- Stored data
================

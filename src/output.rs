//! Result types returned by the publish pipeline.

use crate::error::UploadError;
use serde::{Deserialize, Serialize};
use std::path::PathBuf;

/// Outcome of one file's journey through the uploader.
///
/// One `UploadResult` exists per input file, in publish order. A file that
/// exhausted its attempts has `url: None` and the last failure in `error`;
/// it is skipped on the page but kept here so callers can report it.
#[derive(Debug, Clone, Serialize, Deserialize)]
pub struct UploadResult {
    /// Local path of the source file.
    pub file: PathBuf,

    /// Public URL returned by the hosting endpoint, absent on failure.
    pub url: Option<String>,

    /// Attempts actually made (1 on first-try success).
    pub attempts: u32,

    /// The terminal failure, if the file never uploaded.
    pub error: Option<UploadError>,
}

impl UploadResult {
    /// Whether this file made it onto the page.
    pub fn succeeded(&self) -> bool {
        self.url.is_some()
    }
}

/// Aggregate counters for one publish run.
#[derive(Debug, Clone, Serialize, Deserialize)]
pub struct PublishStats {
    /// Files enumerated from the source.
    pub total_files: usize,
    /// Files uploaded successfully.
    pub uploaded: usize,
    /// Files skipped after exhausting retries.
    pub failed: usize,
    /// Wall-clock time spent in the upload loop (pauses included).
    pub upload_duration_ms: u64,
    /// Wall-clock time for the whole run, registration and page creation included.
    pub total_duration_ms: u64,
}

/// Everything a successful publish run produced.
#[derive(Debug, Clone, Serialize, Deserialize)]
pub struct PublishOutput {
    /// Absolute URL of the created page (`https://<domain>/<path>`).
    pub page_url: String,

    /// The path component returned by the publishing service.
    pub page_path: String,

    /// Per-file outcomes in publish order.
    pub uploads: Vec<UploadResult>,

    /// Aggregate counters.
    pub stats: PublishStats,
}

#[cfg(test)]
mod tests {
    use super::*;

    #[test]
    fn upload_result_succeeded() {
        let ok = UploadResult {
            file: "a.png".into(),
            url: Some("https://files.example/a".into()),
            attempts: 1,
            error: None,
        };
        assert!(ok.succeeded());

        let failed = UploadResult {
            file: "b.png".into(),
            url: None,
            attempts: 3,
            error: Some(UploadError::Exhausted {
                file: "b.png".into(),
                attempts: 3,
                detail: "HTTP 500".into(),
            }),
        };
        assert!(!failed.succeeded());
    }

    #[test]
    fn output_serialises() {
        let out = PublishOutput {
            page_url: "https://graph.org/abc".into(),
            page_path: "abc".into(),
            uploads: vec![],
            stats: PublishStats {
                total_files: 0,
                uploaded: 0,
                failed: 0,
                upload_duration_ms: 0,
                total_duration_ms: 0,
            },
        };
        let json = serde_json::to_string(&out).unwrap();
        assert!(json.contains("page_url"));
    }
}
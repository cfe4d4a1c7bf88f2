//! File upload: one multipart transfer per file, with bounded retries.
//!
//! ## Retry Strategy
//!
//! The hosting endpoint is anonymous and flaky in uninteresting ways —
//! transient 5xx, connection resets, the occasional slow proxy. A fixed
//! short delay between a handful of attempts recovers almost all of them;
//! there is no retry-after header to honour and no benefit to exponential
//! growth at this scale. A file that exhausts its attempts is recorded and
//! skipped — one bad file must never take down the batch.
//!
//! The [`FileHost`] trait is the seam between retry policy and transport:
//! the retry loop is tested against an in-memory host, and the HTTP
//! implementation stays a thin single-attempt function.

use crate::error::{HostError, PublishError, UploadError};
use crate::output::UploadResult;
use reqwest::multipart;
use std::path::Path;
use std::time::Duration;
use tokio::time::sleep;
use tracing::{debug, warn};

/// A single-attempt file transfer to a hosting endpoint.
///
/// Implementations make exactly one request; the retry loop in
/// [`upload_with_retry`] owns attempt counting and delays.
#[allow(async_fn_in_trait)]
pub trait FileHost {
    /// Transfer one local file; on success return its public URL.
    async fn push(&self, file: &Path) -> Result<String, HostError>;
}

/// Reqwest-backed [`FileHost`] posting `multipart/form-data` to a fixed URL.
///
/// The endpoint's success contract is minimal: status 2xx and the public
/// URL as the plain-text response body.
pub struct HttpFileHost {
    http: reqwest::Client,
    endpoint: String,
}

impl HttpFileHost {
    /// A host client for `endpoint` with a per-request timeout.
    pub fn new(endpoint: impl Into<String>, timeout_secs: u64) -> Result<Self, PublishError> {
        let http = reqwest::Client::builder()
            .timeout(Duration::from_secs(timeout_secs))
            .build()
            .map_err(|e| PublishError::Internal(format!("HTTP client: {e}")))?;

        Ok(Self {
            http,
            endpoint: endpoint.into(),
        })
    }
}

impl FileHost for HttpFileHost {
    async fn push(&self, file: &Path) -> Result<String, HostError> {
        let bytes = tokio::fs::read(file)
            .await
            .map_err(|e| HostError::Transport(format!("read {}: {e}", file.display())))?;

        let filename = file
            .file_name()
            .map(|n| n.to_string_lossy().into_owned())
            .unwrap_or_else(|| "file".to_string());

        let part = multipart::Part::bytes(bytes)
            .file_name(filename)
            .mime_str(mime_for(file))
            .map_err(|e| HostError::Transport(e.to_string()))?;
        let form = multipart::Form::new().part("file", part);

        let response = self
            .http
            .post(&self.endpoint)
            .multipart(form)
            .send()
            .await
            .map_err(|e| HostError::Transport(e.to_string()))?;

        let status = response.status();
        let body = response
            .text()
            .await
            .map_err(|e| HostError::Transport(e.to_string()))?;

        if !status.is_success() {
            return Err(HostError::Status {
                status: status.as_u16(),
                body: truncate(&body, 200),
            });
        }

        let url = body.trim();
        if url.is_empty() {
            return Err(HostError::Status {
                status: status.as_u16(),
                body: "empty response body".to_string(),
            });
        }

        Ok(url.to_string())
    }
}

/// Upload one file with the configured retry policy.
///
/// Both transport errors and non-success statuses are retriable. Never
/// fails the caller: exhaustion is reported inside the returned
/// [`UploadResult`].
pub async fn upload_with_retry<H: FileHost>(
    host: &H,
    file: &Path,
    max_attempts: u32,
    retry_delay_ms: u64,
) -> UploadResult {
    let mut last_err: Option<HostError> = None;

    for attempt in 1..=max_attempts {
        if attempt > 1 {
            debug!(
                file = %file.display(),
                attempt,
                "retrying upload after {retry_delay_ms}ms"
            );
            sleep(Duration::from_millis(retry_delay_ms)).await;
        }

        match host.push(file).await {
            Ok(url) => {
                debug!(file = %file.display(), attempt, %url, "uploaded");
                return UploadResult {
                    file: file.to_path_buf(),
                    url: Some(url),
                    attempts: attempt,
                    error: None,
                };
            }
            Err(e) => {
                warn!(
                    file = %file.display(),
                    attempt,
                    max_attempts,
                    "upload attempt failed: {e}"
                );
                last_err = Some(e);
            }
        }
    }

    let detail = last_err
        .map(|e| e.to_string())
        .unwrap_or_else(|| "unknown error".to_string());

    UploadResult {
        file: file.to_path_buf(),
        url: None,
        attempts: max_attempts,
        error: Some(UploadError::Exhausted {
            file: file
                .file_name()
                .map(|n| n.to_string_lossy().into_owned())
                .unwrap_or_else(|| file.display().to_string()),
            attempts: max_attempts,
            detail,
        }),
    }
}

/// MIME type from the file extension, defaulting to PNG for the screenshot
/// case.
fn mime_for(file: &Path) -> &'static str {
    match file
        .extension()
        .and_then(|e| e.to_str())
        .map(|e| e.to_ascii_lowercase())
        .as_deref()
    {
        Some("jpg") | Some("jpeg") => "image/jpeg",
        Some("webp") => "image/webp",
        Some("gif") => "image/gif",
        _ => "image/png",
    }
}

fn truncate(s: &str, max: usize) -> String {
    if s.len() <= max {
        s.to_string()
    } else {
        let mut end = max;
        while !s.is_char_boundary(end) {
            end -= 1;
        }
        format!("{}…", &s[..end])
    }
}

#[cfg(test)]
mod tests {
    use super::*;

    #[test]
    fn mime_from_extension() {
        assert_eq!(mime_for(Path::new("a.png")), "image/png");
        assert_eq!(mime_for(Path::new("a.JPG")), "image/jpeg");
        assert_eq!(mime_for(Path::new("a.jpeg")), "image/jpeg");
        assert_eq!(mime_for(Path::new("a.webp")), "image/webp");
        assert_eq!(mime_for(Path::new("noext")), "image/png");
    }

    #[test]
    fn truncate_respects_char_boundaries() {
        assert_eq!(truncate("short", 200), "short");
        let t = truncate("éééééé", 3);
        assert!(t.starts_with('é'));
        assert!(t.ends_with('…'));
    }
}
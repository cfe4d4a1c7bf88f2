//! Error types for the snapgraph library.
//!
//! Two distinct error types reflect two distinct failure modes:
//!
//! * [`PublishError`] — **Fatal**: the run cannot produce a page at all
//!   (missing source directory, PDF download failure, account registration
//!   rejected, zero files uploaded). Returned as `Err(PublishError)` from the
//!   top-level `publish_*` functions.
//!
//! * [`UploadError`] — **Non-fatal**: a single file failed after all retries
//!   but the rest of the batch is fine. Stored inside
//!   [`crate::output::UploadResult`] so callers can inspect partial success
//!   rather than losing the whole page to one bad file.
//!
//! The separation lets callers decide their own tolerance: abort on the first
//! failed file, log and continue, or collect all failures for a post-run report.

use std::path::PathBuf;
use thiserror::Error;

/// All fatal errors returned by the snapgraph library.
///
/// Per-file upload failures use [`UploadError`] and are stored in
/// [`crate::output::UploadResult`] rather than propagated here.
#[derive(Debug, Error)]
pub enum PublishError {
    // ── Source errors ─────────────────────────────────────────────────────
    /// The source path was not found.
    #[error("source not found: '{path}'\nCheck the path exists and is readable.")]
    SourceNotFound { path: PathBuf },

    /// The source path exists but is not a directory.
    #[error("'{path}' is not a directory")]
    NotADirectory { path: PathBuf },

    /// HTTP URL was syntactically valid but the PDF download failed.
    #[error("failed to download '{url}': {reason}\nCheck your internet connection.")]
    DownloadFailed { url: String, reason: String },

    /// Download exceeded the configured timeout.
    #[error("download timed out after {secs}s for '{url}'")]
    DownloadTimeout { url: String, secs: u64 },

    /// The file exists and was read, but is not a PDF.
    #[error("file is not a valid PDF: '{path}'\nFirst bytes: {magic:?}")]
    NotAPdf { path: PathBuf, magic: [u8; 4] },

    // ── PDF errors ────────────────────────────────────────────────────────
    /// PDF header/trailer/xref is corrupt and cannot be parsed.
    #[error("PDF '{path}' is corrupt: {detail}")]
    CorruptPdf { path: PathBuf, detail: String },

    /// pdfium returned an error for a specific page.
    #[error("rasterisation failed for page {page}: {detail}")]
    RasterisationFailed { page: usize, detail: String },

    // ── Publishing-service errors ─────────────────────────────────────────
    /// Account registration yielded no usable access token.
    ///
    /// Page creation requires a token, so a failed registration is surfaced
    /// immediately instead of letting the later `createPage` call fail with a
    /// less useful message.
    #[error("account registration failed: {reason}")]
    RegistrationFailed { reason: String },

    /// `create_page` was called on a session that never registered.
    #[error("session holds no access token; call ensure_ready() first")]
    NotRegistered,

    /// The publishing service rejected a call with a non-flood error.
    #[error("publishing service error: {message}")]
    Api { message: String },

    /// Every file failed to upload; a page would be empty and is not created.
    #[error("none of the {total} files uploaded successfully after {attempts} attempts each; no page was created")]
    NoUploadsSucceeded { total: usize, attempts: u32 },

    // ── Config errors ─────────────────────────────────────────────────────
    /// Builder validation failed.
    #[error("invalid configuration: {0}")]
    InvalidConfig(String),

    // ── Catch-all ─────────────────────────────────────────────────────────
    /// Unexpected internal error.
    #[error("internal error: {0}")]
    Internal(String),
}

/// A non-fatal error for a single file.
///
/// Stored in [`crate::output::UploadResult`] when a file exhausts its upload
/// attempts. The overall batch continues unless ALL files fail.
#[derive(Debug, Clone, Error, serde::Serialize, serde::Deserialize)]
pub enum UploadError {
    /// Every attempt failed; the last failure is recorded.
    #[error("'{file}': upload failed after {attempts} attempts: {detail}")]
    Exhausted {
        file: String,
        attempts: u32,
        detail: String,
    },
}

/// A single-attempt transfer failure from a file host.
///
/// Both variants are retriable — the retry loop in
/// [`crate::pipeline::upload`] treats transport errors and non-success
/// statuses the same way.
#[derive(Debug, Error)]
pub enum HostError {
    /// The request never produced a usable response.
    #[error("transport error: {0}")]
    Transport(String),

    /// The host answered with a non-success status.
    #[error("HTTP {status}: {body}")]
    Status { status: u16, body: String },
}

/// An error from the page-publishing service API.
///
/// `FloodWait` is special-cased by [`crate::session::Session::create_page`]:
/// it carries a server-mandated wait and is always retried after sleeping.
/// Everything else propagates to the caller unretried.
#[derive(Debug, Error)]
pub enum ApiError {
    /// Rate-limit signal with a mandatory wait before retrying.
    #[error("flood control: wait {seconds}s before retrying")]
    FloodWait { seconds: u64 },

    /// The service answered `ok: false` with a non-flood error string.
    #[error("{method} rejected: {message}")]
    Rejected {
        method: &'static str,
        message: String,
    },

    /// The call failed below the API layer (network, timeout, bad JSON).
    #[error("{method} failed: {detail}")]
    Transport {
        method: &'static str,
        detail: String,
    },
}

#[cfg(test)]
mod tests {
    use super::*;

    #[test]
    fn no_uploads_display() {
        let e = PublishError::NoUploadsSucceeded {
            total: 7,
            attempts: 3,
        };
        let msg = e.to_string();
        assert!(msg.contains('7'), "got: {msg}");
        assert!(msg.contains("no page was created"), "got: {msg}");
    }

    #[test]
    fn upload_error_display() {
        let e = UploadError::Exhausted {
            file: "shot2.png".into(),
            attempts: 3,
            detail: "HTTP 503: unavailable".into(),
        };
        let msg = e.to_string();
        assert!(msg.contains("shot2.png"));
        assert!(msg.contains("3 attempts"));
    }

    #[test]
    fn flood_wait_display() {
        let e = ApiError::FloodWait { seconds: 5 };
        assert!(e.to_string().contains("5s"));
    }

    #[test]
    fn registration_failed_display() {
        let e = PublishError::RegistrationFailed {
            reason: "SHORT_NAME_REQUIRED".into(),
        };
        assert!(e.to_string().contains("SHORT_NAME_REQUIRED"));
    }
}
//! Pipeline stages for the upload-and-publish run.
//!
//! Each submodule implements exactly one transformation step. Keeping stages
//! separate makes each independently testable and lets us swap
//! implementations (e.g. point the uploader at a different host) without
//! touching other stages.
//!
//! ## Data Flow
//!
//! ```text
//! input ──▶ render ──▶ order ──▶ upload ──▶ assemble
//! (dir/PDF)  (pdfium)  (natural)  (host ×N)  (HTML)
//! ```
//!
//! 1. [`input`]    — validate the source directory, or fetch a local/remote
//!    PDF to a temp file
//! 2. [`render`]   — rasterise PDF pages to per-page image files; runs in
//!    `spawn_blocking` because pdfium is not async-safe
//! 3. [`order`]    — numeric-aware filename ordering so `shot2` precedes
//!    `shot10`
//! 4. [`upload`]   — sequential per-file transfer with bounded retries; the
//!    only stage with per-item network I/O
//! 5. [`assemble`] — concatenate the fragments into the page body

pub mod assemble;
pub mod input;
pub mod order;
pub mod render;
pub mod upload;
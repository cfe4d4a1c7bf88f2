//! Source resolution: validate the image directory, or fetch a PDF.
//!
//! ## Why download to a temp file?
//!
//! pdfium requires a file-system path — it cannot stream from a byte buffer.
//! Downloading to a `TempDir` gives us a path pdfium can open while ensuring
//! cleanup happens automatically when [`PdfSource`] is dropped, even if the
//! process panics. We validate the PDF magic bytes (`%PDF`) before returning
//! so callers get a meaningful error rather than a pdfium crash.
//!
//! Directory validation is deliberately strict and early: a missing source
//! fails the run before any account registration or upload happens, so no
//! partial page can ever be created from a typo'd path.

use crate::error::PublishError;
use std::path::{Path, PathBuf};
use tempfile::TempDir;
use tracing::{debug, info};

/// A PDF ready for rasterisation — local, or downloaded to a temp dir.
#[derive(Debug)]
pub struct PdfSource {
    path: PathBuf,
    /// Kept alive to prevent cleanup until rendering completes.
    _temp_dir: Option<TempDir>,
}

impl PdfSource {
    /// Path of the PDF file regardless of how it was resolved.
    pub fn path(&self) -> &Path {
        &self.path
    }
}

/// Check if the input string looks like a URL.
pub fn is_url(input: &str) -> bool {
    input.starts_with("http://") || input.starts_with("https://")
}

/// Validate that `path` is an existing directory.
pub fn resolve_directory(path: &Path) -> Result<PathBuf, PublishError> {
    if !path.exists() {
        return Err(PublishError::SourceNotFound {
            path: path.to_path_buf(),
        });
    }
    if !path.is_dir() {
        return Err(PublishError::NotADirectory {
            path: path.to_path_buf(),
        });
    }
    debug!("resolved source directory: {}", path.display());
    Ok(path.to_path_buf())
}

/// Resolve a PDF source string to a local file.
///
/// URLs are downloaded to a temporary directory; local paths are validated
/// in place. Both are checked for the `%PDF` magic.
pub async fn resolve_pdf(source: &str, timeout_secs: u64) -> Result<PdfSource, PublishError> {
    if is_url(source) {
        download_pdf(source, timeout_secs).await
    } else {
        resolve_local_pdf(source)
    }
}

fn resolve_local_pdf(path_str: &str) -> Result<PdfSource, PublishError> {
    let path = PathBuf::from(path_str);

    if !path.exists() {
        return Err(PublishError::SourceNotFound { path });
    }

    let mut magic = [0u8; 4];
    match std::fs::File::open(&path) {
        Ok(mut f) => {
            use std::io::Read;
            if f.read_exact(&mut magic).is_ok() && &magic != b"%PDF" {
                return Err(PublishError::NotAPdf { path, magic });
            }
        }
        Err(_) => {
            return Err(PublishError::SourceNotFound { path });
        }
    }

    debug!("resolved local PDF: {}", path.display());
    Ok(PdfSource {
        path,
        _temp_dir: None,
    })
}

async fn download_pdf(url: &str, timeout_secs: u64) -> Result<PdfSource, PublishError> {
    info!("downloading PDF from: {url}");

    let client = reqwest::Client::builder()
        .timeout(std::time::Duration::from_secs(timeout_secs))
        .build()
        .map_err(|e| PublishError::DownloadFailed {
            url: url.to_string(),
            reason: e.to_string(),
        })?;

    let response = client.get(url).send().await.map_err(|e| {
        if e.is_timeout() {
            PublishError::DownloadTimeout {
                url: url.to_string(),
                secs: timeout_secs,
            }
        } else {
            PublishError::DownloadFailed {
                url: url.to_string(),
                reason: e.to_string(),
            }
        }
    })?;

    if !response.status().is_success() {
        return Err(PublishError::DownloadFailed {
            url: url.to_string(),
            reason: format!("HTTP {}", response.status()),
        });
    }

    let filename = filename_from_url(url);

    let temp_dir = TempDir::new().map_err(|e| PublishError::Internal(e.to_string()))?;
    let file_path = temp_dir.path().join(&filename);

    let bytes = response
        .bytes()
        .await
        .map_err(|e| PublishError::DownloadFailed {
            url: url.to_string(),
            reason: e.to_string(),
        })?;

    if bytes.len() >= 4 && &bytes[..4] != b"%PDF" {
        let mut magic = [0u8; 4];
        magic.copy_from_slice(&bytes[..4]);
        return Err(PublishError::NotAPdf {
            path: file_path,
            magic,
        });
    }

    tokio::fs::write(&file_path, &bytes)
        .await
        .map_err(|e| PublishError::Internal(format!("failed to write temp file: {e}")))?;

    info!("downloaded to: {}", file_path.display());

    Ok(PdfSource {
        path: file_path,
        _temp_dir: Some(temp_dir),
    })
}

/// Extract a reasonable filename from the URL path, falling back to a
/// constant name inside the private temp dir.
fn filename_from_url(url: &str) -> String {
    if let Ok(parsed) = reqwest::Url::parse(url) {
        if let Some(mut segments) = parsed.path_segments() {
            if let Some(last) = segments.next_back() {
                if !last.is_empty() && last.contains('.') {
                    return last.to_string();
                }
            }
        }
    }
    "downloaded.pdf".to_string()
}

#[cfg(test)]
mod tests {
    use super::*;

    #[test]
    fn test_is_url() {
        assert!(is_url("https://example.com/doc.pdf"));
        assert!(is_url("http://example.com/doc.pdf"));
        assert!(!is_url("/tmp/doc.pdf"));
        assert!(!is_url("doc.pdf"));
        assert!(!is_url(""));
    }

    #[test]
    fn missing_directory_is_source_not_found() {
        let err = resolve_directory(Path::new("/nonexistent/shots")).unwrap_err();
        assert!(matches!(err, PublishError::SourceNotFound { .. }));
    }

    #[test]
    fn file_is_not_a_directory() {
        let tmp = tempfile::NamedTempFile::new().unwrap();
        let err = resolve_directory(tmp.path()).unwrap_err();
        assert!(matches!(err, PublishError::NotADirectory { .. }));
    }

    #[test]
    fn local_non_pdf_is_rejected() {
        let dir = tempfile::TempDir::new().unwrap();
        let path = dir.path().join("fake.pdf");
        std::fs::write(&path, b"PNG data, definitely not a PDF").unwrap();
        let err = resolve_local_pdf(path.to_str().unwrap()).unwrap_err();
        assert!(matches!(err, PublishError::NotAPdf { .. }));
    }

    #[test]
    fn local_pdf_magic_accepted() {
        let dir = tempfile::TempDir::new().unwrap();
        let path = dir.path().join("ok.pdf");
        std::fs::write(&path, b"%PDF-1.7 rest of file").unwrap();
        let source = resolve_local_pdf(path.to_str().unwrap()).unwrap();
        assert_eq!(source.path(), path);
    }

    #[test]
    fn filename_from_url_variants() {
        assert_eq!(
            filename_from_url("https://example.com/docs/report.pdf"),
            "report.pdf"
        );
        assert_eq!(filename_from_url("https://example.com/"), "downloaded.pdf");
        assert_eq!(filename_from_url("not a url"), "downloaded.pdf");
    }
}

================

- About this task
Within the lines above, find those holding the word "RegistrationFailed" and copy them.

- Task solution
    RegistrationFailed { reason: String },
        let e = PublishError::RegistrationFailed {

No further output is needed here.